* _Try it_
Locate the line that contains "self.length_squared().sqrt()" in the entries below, then repeat it and every following line through the line that contains "pub fn is_finite(self)", exactly, and no others.

BEGIN

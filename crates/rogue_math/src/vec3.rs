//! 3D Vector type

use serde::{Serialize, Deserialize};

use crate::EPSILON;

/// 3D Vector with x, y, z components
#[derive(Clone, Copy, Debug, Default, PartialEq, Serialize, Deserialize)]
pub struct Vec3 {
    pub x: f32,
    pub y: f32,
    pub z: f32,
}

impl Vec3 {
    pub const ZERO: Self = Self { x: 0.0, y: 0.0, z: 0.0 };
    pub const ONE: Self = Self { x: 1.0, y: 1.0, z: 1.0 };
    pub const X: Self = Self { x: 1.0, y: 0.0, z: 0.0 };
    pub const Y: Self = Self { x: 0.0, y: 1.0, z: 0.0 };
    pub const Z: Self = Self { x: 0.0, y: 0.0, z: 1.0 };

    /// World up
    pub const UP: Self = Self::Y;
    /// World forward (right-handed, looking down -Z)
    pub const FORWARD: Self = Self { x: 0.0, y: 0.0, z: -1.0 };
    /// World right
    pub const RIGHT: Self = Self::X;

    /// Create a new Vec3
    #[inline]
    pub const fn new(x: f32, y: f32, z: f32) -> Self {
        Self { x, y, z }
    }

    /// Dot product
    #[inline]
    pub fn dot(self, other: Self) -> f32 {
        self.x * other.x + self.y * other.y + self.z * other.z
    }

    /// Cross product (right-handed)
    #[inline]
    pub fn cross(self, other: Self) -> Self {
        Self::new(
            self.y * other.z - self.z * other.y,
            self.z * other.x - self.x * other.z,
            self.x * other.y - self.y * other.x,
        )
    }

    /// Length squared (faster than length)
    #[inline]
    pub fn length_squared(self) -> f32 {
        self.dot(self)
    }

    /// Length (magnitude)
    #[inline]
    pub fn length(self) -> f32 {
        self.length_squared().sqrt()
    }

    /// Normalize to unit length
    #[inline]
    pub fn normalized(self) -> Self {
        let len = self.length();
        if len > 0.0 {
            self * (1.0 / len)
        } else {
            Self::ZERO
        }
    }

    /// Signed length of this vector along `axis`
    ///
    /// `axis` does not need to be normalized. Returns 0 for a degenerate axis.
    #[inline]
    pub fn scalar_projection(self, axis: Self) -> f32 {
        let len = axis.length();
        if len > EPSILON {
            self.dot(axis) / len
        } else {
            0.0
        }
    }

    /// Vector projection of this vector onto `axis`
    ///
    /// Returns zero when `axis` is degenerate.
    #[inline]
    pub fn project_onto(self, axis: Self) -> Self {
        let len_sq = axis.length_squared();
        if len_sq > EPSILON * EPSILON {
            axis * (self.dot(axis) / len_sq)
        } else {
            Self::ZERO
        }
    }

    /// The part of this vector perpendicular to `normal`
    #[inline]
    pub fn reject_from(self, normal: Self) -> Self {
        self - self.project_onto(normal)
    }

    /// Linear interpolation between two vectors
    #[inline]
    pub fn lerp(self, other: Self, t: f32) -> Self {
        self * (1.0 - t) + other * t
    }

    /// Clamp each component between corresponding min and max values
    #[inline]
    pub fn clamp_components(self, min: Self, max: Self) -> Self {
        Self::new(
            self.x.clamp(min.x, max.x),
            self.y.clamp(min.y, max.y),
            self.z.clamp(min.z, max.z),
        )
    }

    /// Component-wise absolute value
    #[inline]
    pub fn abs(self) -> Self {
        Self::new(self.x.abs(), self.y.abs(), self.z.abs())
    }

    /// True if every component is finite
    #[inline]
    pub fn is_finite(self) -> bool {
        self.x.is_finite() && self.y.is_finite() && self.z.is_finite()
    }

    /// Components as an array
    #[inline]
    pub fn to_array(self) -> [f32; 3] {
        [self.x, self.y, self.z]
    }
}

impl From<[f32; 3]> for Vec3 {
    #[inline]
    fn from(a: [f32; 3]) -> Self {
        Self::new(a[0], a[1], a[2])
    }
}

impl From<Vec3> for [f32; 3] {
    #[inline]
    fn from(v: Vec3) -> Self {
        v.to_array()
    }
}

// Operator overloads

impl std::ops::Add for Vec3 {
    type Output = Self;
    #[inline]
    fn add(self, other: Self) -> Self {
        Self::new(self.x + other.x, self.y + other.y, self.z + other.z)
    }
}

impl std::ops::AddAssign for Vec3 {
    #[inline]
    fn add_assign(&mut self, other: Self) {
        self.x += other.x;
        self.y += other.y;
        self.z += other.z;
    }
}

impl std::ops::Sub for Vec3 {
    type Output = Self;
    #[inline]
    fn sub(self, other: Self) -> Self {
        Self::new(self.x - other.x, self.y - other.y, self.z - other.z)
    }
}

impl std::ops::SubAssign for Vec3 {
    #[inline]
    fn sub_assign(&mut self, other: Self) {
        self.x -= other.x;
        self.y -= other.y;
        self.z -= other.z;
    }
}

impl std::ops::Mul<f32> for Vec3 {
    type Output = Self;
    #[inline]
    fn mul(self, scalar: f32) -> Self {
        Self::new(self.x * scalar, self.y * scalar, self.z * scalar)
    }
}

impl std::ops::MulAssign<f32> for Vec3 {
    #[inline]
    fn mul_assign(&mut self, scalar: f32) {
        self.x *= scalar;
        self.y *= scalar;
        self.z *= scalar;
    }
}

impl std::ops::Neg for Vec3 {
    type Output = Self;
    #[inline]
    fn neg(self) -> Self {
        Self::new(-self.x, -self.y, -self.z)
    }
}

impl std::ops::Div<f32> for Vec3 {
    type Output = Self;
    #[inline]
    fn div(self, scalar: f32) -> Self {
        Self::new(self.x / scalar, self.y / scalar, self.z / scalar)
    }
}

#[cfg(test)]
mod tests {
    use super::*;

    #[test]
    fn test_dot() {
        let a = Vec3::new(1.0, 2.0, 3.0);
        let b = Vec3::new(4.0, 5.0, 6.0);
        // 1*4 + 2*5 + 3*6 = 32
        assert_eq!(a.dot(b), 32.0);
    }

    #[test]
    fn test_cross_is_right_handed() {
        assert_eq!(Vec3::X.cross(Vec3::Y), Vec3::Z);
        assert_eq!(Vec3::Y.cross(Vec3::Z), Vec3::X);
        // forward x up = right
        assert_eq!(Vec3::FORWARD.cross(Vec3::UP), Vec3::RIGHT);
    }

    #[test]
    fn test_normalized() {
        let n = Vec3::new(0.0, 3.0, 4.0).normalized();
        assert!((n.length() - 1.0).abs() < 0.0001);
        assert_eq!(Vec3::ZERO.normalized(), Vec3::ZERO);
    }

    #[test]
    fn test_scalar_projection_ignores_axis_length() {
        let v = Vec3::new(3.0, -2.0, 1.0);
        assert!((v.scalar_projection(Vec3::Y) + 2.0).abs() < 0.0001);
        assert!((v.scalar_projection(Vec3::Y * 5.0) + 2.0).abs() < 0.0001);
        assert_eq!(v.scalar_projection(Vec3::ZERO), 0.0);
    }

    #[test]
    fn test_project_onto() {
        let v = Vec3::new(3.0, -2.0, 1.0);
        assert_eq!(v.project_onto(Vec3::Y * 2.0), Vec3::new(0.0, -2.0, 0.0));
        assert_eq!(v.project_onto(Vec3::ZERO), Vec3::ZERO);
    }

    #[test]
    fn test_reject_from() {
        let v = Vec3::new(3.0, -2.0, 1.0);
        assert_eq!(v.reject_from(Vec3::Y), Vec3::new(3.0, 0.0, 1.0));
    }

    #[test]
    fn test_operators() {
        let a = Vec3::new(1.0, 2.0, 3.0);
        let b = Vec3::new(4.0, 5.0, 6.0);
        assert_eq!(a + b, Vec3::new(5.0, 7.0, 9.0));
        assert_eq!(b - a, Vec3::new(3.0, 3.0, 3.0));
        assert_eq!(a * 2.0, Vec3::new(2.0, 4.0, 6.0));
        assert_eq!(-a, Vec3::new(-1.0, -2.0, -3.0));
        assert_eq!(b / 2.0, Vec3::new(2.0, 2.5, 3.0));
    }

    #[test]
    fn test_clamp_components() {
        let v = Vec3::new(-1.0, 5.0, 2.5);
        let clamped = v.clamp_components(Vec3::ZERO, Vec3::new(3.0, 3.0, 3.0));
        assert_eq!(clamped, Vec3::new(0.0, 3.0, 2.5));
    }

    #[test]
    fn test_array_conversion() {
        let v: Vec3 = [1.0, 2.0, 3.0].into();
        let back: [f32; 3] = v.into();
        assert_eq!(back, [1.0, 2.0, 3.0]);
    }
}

END

* _Task solution_
        self.length_squared().sqrt()
    }

    /// Normalize to unit length
    #[inline]
    pub fn normalized(self) -> Self {
        let len = self.length();
        if len > 0.0 {
            self * (1.0 / len)
        } else {
            Self::ZERO
        }
    }

    /// Signed length of this vector along `axis`
    ///
    /// `axis` does not need to be normalized. Returns 0 for a degenerate axis.
    #[inline]
    pub fn scalar_projection(self, axis: Self) -> f32 {
        let len = axis.length();
        if len > EPSILON {
            self.dot(axis) / len
        } else {
            0.0
        }
    }

    /// Vector projection of this vector onto `axis`
    ///
    /// Returns zero when `axis` is degenerate.
    #[inline]
    pub fn project_onto(self, axis: Self) -> Self {
        let len_sq = axis.length_squared();
        if len_sq > EPSILON * EPSILON {
            axis * (self.dot(axis) / len_sq)
        } else {
            Self::ZERO
        }
    }

    /// The part of this vector perpendicular to `normal`
    #[inline]
    pub fn reject_from(self, normal: Self) -> Self {
        self - self.project_onto(normal)
    }

    /// Linear interpolation between two vectors
    #[inline]
    pub fn lerp(self, other: Self, t: f32) -> Self {
        self * (1.0 - t) + other * t
    }

    /// Clamp each component between corresponding min and max values
    #[inline]
    pub fn clamp_components(self, min: Self, max: Self) -> Self {
        Self::new(
            self.x.clamp(min.x, max.x),
            self.y.clamp(min.y, max.y),
            self.z.clamp(min.z, max.z),
        )
    }

    /// Component-wise absolute value
    #[inline]
    pub fn abs(self) -> Self {
        Self::new(self.x.abs(), self.y.abs(), self.z.abs())
    }

    /// True if every component is finite
    #[inline]
    pub fn is_finite(self) -> bool {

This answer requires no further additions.